Extracted information -

--------

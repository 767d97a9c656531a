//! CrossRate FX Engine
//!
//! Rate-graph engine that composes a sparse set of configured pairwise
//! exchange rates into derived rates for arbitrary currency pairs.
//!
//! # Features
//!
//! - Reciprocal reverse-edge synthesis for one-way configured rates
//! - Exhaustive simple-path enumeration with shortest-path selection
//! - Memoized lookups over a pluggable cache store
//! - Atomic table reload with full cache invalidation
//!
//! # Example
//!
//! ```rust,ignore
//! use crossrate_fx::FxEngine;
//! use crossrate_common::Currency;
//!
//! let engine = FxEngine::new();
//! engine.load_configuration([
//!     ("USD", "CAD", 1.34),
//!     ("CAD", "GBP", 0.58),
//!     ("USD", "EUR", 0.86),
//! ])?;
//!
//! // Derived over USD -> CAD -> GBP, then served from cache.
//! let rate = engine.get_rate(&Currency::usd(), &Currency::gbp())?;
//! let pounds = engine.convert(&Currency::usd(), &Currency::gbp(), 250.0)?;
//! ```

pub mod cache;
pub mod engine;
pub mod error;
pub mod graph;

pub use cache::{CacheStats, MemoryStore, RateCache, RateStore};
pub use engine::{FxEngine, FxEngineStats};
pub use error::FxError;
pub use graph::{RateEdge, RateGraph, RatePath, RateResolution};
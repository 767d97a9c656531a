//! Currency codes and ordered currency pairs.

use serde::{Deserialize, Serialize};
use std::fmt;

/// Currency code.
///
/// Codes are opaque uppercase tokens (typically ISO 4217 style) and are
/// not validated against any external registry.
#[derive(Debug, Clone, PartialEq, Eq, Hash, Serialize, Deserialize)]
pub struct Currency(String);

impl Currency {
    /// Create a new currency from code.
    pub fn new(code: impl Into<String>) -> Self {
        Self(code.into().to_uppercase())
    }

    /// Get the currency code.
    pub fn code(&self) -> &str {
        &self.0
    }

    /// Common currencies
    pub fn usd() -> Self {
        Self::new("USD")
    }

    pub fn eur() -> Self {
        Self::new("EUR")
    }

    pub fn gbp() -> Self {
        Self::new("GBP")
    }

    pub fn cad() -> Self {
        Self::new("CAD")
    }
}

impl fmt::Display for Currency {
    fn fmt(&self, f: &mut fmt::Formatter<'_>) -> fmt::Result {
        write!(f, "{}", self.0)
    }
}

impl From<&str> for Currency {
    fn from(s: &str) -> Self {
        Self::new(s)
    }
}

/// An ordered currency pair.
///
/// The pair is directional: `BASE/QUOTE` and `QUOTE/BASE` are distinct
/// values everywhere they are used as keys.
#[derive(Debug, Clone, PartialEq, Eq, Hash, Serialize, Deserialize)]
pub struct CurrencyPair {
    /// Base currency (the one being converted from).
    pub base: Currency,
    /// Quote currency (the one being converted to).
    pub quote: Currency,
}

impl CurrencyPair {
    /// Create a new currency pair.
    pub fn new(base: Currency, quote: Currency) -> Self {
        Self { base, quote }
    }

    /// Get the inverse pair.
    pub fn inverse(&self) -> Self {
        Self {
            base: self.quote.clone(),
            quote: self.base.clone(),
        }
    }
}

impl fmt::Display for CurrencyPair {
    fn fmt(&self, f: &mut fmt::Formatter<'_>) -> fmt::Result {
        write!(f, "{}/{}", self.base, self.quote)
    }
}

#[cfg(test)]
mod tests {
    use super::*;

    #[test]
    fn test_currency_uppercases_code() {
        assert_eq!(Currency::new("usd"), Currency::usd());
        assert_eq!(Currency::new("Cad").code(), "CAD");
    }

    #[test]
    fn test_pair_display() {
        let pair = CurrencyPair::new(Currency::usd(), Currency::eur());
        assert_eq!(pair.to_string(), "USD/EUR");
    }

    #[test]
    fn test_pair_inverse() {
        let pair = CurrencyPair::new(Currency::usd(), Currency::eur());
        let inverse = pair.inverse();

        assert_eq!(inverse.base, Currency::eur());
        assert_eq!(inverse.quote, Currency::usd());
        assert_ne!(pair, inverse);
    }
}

--------

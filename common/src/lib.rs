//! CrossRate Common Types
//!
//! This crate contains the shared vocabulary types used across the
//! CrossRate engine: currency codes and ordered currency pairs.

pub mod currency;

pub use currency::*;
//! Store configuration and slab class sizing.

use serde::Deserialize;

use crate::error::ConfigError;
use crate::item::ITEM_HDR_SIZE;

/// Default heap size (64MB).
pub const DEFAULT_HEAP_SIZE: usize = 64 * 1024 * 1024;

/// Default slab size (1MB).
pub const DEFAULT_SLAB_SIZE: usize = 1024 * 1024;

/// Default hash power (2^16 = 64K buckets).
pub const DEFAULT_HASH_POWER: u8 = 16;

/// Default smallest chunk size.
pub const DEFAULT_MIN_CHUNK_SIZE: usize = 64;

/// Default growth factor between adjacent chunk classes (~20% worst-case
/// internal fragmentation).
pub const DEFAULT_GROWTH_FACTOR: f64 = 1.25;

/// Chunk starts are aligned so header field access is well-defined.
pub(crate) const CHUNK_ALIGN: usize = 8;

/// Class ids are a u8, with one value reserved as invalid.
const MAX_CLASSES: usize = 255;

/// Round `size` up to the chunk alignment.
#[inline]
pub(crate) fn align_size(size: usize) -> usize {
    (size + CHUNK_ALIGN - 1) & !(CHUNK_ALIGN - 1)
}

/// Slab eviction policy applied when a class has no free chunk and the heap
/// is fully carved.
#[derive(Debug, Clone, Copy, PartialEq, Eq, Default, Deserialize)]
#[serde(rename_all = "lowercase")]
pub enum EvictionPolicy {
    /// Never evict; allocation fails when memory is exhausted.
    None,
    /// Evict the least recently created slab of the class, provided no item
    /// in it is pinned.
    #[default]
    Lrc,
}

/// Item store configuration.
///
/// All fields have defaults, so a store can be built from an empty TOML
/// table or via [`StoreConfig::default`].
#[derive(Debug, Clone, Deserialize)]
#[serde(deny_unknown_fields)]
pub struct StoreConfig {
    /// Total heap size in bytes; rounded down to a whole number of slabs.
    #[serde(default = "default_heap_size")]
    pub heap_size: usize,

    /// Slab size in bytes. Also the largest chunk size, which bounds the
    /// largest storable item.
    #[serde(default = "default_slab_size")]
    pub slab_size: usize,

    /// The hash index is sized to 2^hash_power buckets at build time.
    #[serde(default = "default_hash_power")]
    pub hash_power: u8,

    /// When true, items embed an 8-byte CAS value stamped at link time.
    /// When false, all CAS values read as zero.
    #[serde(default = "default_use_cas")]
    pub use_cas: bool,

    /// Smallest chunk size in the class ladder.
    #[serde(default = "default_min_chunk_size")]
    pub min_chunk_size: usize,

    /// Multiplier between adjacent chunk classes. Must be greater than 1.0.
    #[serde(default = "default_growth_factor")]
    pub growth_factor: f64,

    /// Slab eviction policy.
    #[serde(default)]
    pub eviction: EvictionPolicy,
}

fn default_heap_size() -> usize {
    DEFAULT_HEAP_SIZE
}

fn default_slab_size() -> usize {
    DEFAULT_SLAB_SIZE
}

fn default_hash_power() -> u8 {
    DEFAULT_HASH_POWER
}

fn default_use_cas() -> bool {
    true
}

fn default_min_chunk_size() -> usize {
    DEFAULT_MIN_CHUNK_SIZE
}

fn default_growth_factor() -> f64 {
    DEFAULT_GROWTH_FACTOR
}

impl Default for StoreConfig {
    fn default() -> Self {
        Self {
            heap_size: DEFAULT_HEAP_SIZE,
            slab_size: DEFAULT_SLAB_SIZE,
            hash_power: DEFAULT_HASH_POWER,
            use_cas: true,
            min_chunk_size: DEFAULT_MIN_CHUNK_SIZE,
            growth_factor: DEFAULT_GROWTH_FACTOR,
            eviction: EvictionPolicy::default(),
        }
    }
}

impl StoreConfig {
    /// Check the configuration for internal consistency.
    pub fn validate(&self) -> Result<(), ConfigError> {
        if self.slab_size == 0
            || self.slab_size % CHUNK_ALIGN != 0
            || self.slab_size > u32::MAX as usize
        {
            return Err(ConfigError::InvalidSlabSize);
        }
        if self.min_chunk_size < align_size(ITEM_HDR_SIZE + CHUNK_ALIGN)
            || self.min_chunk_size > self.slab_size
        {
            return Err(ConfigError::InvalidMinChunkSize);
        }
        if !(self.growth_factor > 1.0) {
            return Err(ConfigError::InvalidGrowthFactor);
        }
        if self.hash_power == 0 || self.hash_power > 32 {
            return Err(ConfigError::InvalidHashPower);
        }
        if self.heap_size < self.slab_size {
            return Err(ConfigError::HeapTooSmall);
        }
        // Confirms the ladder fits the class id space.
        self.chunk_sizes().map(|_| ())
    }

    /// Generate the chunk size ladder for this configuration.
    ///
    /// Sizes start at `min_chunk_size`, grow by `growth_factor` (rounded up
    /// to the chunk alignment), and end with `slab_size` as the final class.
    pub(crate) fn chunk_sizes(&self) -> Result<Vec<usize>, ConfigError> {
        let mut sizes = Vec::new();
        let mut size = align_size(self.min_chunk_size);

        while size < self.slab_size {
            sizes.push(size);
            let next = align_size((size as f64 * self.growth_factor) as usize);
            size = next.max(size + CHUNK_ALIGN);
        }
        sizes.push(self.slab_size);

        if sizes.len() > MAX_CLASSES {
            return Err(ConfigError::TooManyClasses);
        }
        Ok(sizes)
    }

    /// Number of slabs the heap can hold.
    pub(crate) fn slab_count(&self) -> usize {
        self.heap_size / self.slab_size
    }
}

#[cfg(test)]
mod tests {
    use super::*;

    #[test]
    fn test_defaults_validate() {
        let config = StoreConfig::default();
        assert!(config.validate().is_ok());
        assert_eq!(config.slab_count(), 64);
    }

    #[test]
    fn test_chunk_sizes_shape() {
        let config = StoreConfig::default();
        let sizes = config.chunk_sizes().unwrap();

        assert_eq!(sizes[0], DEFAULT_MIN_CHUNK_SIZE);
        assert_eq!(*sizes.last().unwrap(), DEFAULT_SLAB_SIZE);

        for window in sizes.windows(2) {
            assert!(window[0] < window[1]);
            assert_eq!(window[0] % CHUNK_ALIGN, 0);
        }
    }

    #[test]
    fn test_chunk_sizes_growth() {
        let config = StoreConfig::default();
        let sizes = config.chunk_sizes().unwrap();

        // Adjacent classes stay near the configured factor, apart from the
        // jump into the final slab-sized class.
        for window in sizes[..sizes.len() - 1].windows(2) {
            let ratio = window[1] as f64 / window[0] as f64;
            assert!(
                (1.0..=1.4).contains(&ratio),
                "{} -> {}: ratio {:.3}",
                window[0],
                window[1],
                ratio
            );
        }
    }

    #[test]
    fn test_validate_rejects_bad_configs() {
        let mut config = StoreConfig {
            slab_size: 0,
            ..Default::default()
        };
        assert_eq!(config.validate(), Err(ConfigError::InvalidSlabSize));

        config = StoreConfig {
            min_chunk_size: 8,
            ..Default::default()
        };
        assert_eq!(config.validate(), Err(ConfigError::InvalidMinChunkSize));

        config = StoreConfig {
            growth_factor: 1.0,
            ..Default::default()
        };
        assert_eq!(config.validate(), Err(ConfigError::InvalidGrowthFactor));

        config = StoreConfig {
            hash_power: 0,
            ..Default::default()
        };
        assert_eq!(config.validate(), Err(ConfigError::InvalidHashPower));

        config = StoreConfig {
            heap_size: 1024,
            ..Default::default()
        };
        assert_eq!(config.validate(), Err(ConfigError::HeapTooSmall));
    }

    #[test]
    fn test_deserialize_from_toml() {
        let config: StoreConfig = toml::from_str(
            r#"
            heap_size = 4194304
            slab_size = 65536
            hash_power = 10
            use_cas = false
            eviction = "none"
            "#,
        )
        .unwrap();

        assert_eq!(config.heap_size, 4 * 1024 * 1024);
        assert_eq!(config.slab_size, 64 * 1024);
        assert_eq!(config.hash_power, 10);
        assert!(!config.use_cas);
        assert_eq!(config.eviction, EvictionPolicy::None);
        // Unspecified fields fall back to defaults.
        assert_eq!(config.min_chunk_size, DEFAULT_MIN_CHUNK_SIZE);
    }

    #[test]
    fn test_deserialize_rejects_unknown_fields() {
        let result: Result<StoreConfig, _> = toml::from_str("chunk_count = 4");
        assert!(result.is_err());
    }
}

--------

Instructions for the task - Search the records for the word "being", then list every line that has it.

Task output -
    /// Base currency (the one being converted from).
    /// Quote currency (the one being converted to).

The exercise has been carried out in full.